*** Opening of Provided material ***

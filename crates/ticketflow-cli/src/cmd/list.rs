//! `tf list` — list all tickets.

use crate::auth::require_session;
use crate::output::{OutputMode, render};
use chrono::DateTime;
use clap::Args;
use std::io::Write;
use ticketflow_core::model::Ticket;
use ticketflow_core::store::{FileBackend, SessionStore, TicketStore};

#[derive(Args, Debug)]
pub struct ListArgs {}

/// Shorten an RFC 3339 timestamp for table display; unparseable input is
/// shown as stored.
fn created_label(raw: &str) -> String {
    DateTime::parse_from_rfc3339(raw).map_or_else(
        |_| raw.to_string(),
        |ts| ts.format("%Y-%m-%d %H:%M").to_string(),
    )
}

fn render_table(tickets: &[Ticket], w: &mut dyn Write) -> std::io::Result<()> {
    if tickets.is_empty() {
        return writeln!(w, "No tickets.");
    }

    writeln!(
        w,
        "{:>4}  {:<11}  {:<8}  {:<16}  TITLE",
        "ID", "STATUS", "PRIORITY", "CREATED"
    )?;
    for ticket in tickets {
        writeln!(
            w,
            "{:>4}  {:<11}  {:<8}  {:<16}  {}",
            ticket.id,
            ticket.status.label(),
            ticket.priority.as_str(),
            created_label(&ticket.created_at),
            ticket.title,
        )?;
    }
    Ok(())
}

pub fn run_list(_args: &ListArgs, output: OutputMode, backend: &FileBackend) -> anyhow::Result<()> {
    let session = SessionStore::new(backend.clone());
    require_session(&session, output)?;

    let tickets = TicketStore::new(backend.clone()).load();
    render(output, &tickets, |tickets, w| render_table(tickets, w))
}

#[cfg(test)]
mod tests {
    use super::{created_label, render_table};
    use ticketflow_core::model::{Priority, Status, Ticket};

    #[test]
    fn created_label_shortens_rfc3339() {
        assert_eq!(
            created_label("2025-06-01T12:30:00+00:00"),
            "2025-06-01 12:30"
        );
        assert_eq!(created_label("not a date"), "not a date");
    }

    #[test]
    fn table_lists_one_row_per_ticket() {
        let tickets = vec![
            Ticket {
                id: 1,
                title: "Printer jam".to_string(),
                status: Status::Open,
                priority: Priority::High,
                created_at: "2025-06-01T12:30:00+00:00".to_string(),
                ..Ticket::default()
            },
            Ticket {
                id: 2,
                title: "Slow dashboard".to_string(),
                status: Status::InProgress,
                ..Ticket::default()
            },
        ];

        let mut buf = Vec::new();
        render_table(&tickets, &mut buf).unwrap();
        let text = String::from_utf8(buf).unwrap();
        assert!(text.contains("Printer jam"));
        assert!(text.contains("in progress"));
        assert_eq!(text.lines().count(), 3);
    }

    #[test]
    fn empty_table_prints_placeholder() {
        let mut buf = Vec::new();
        render_table(&[], &mut buf).unwrap();
        assert_eq!(String::from_utf8(buf).unwrap(), "No tickets.\n");
    }
}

*** Close of Provided material ***

● **Instructions for the task**: Across the entries above, count the lines with the word "SessionStore" and report that count by itself.

● **Solution to the exercise**: 2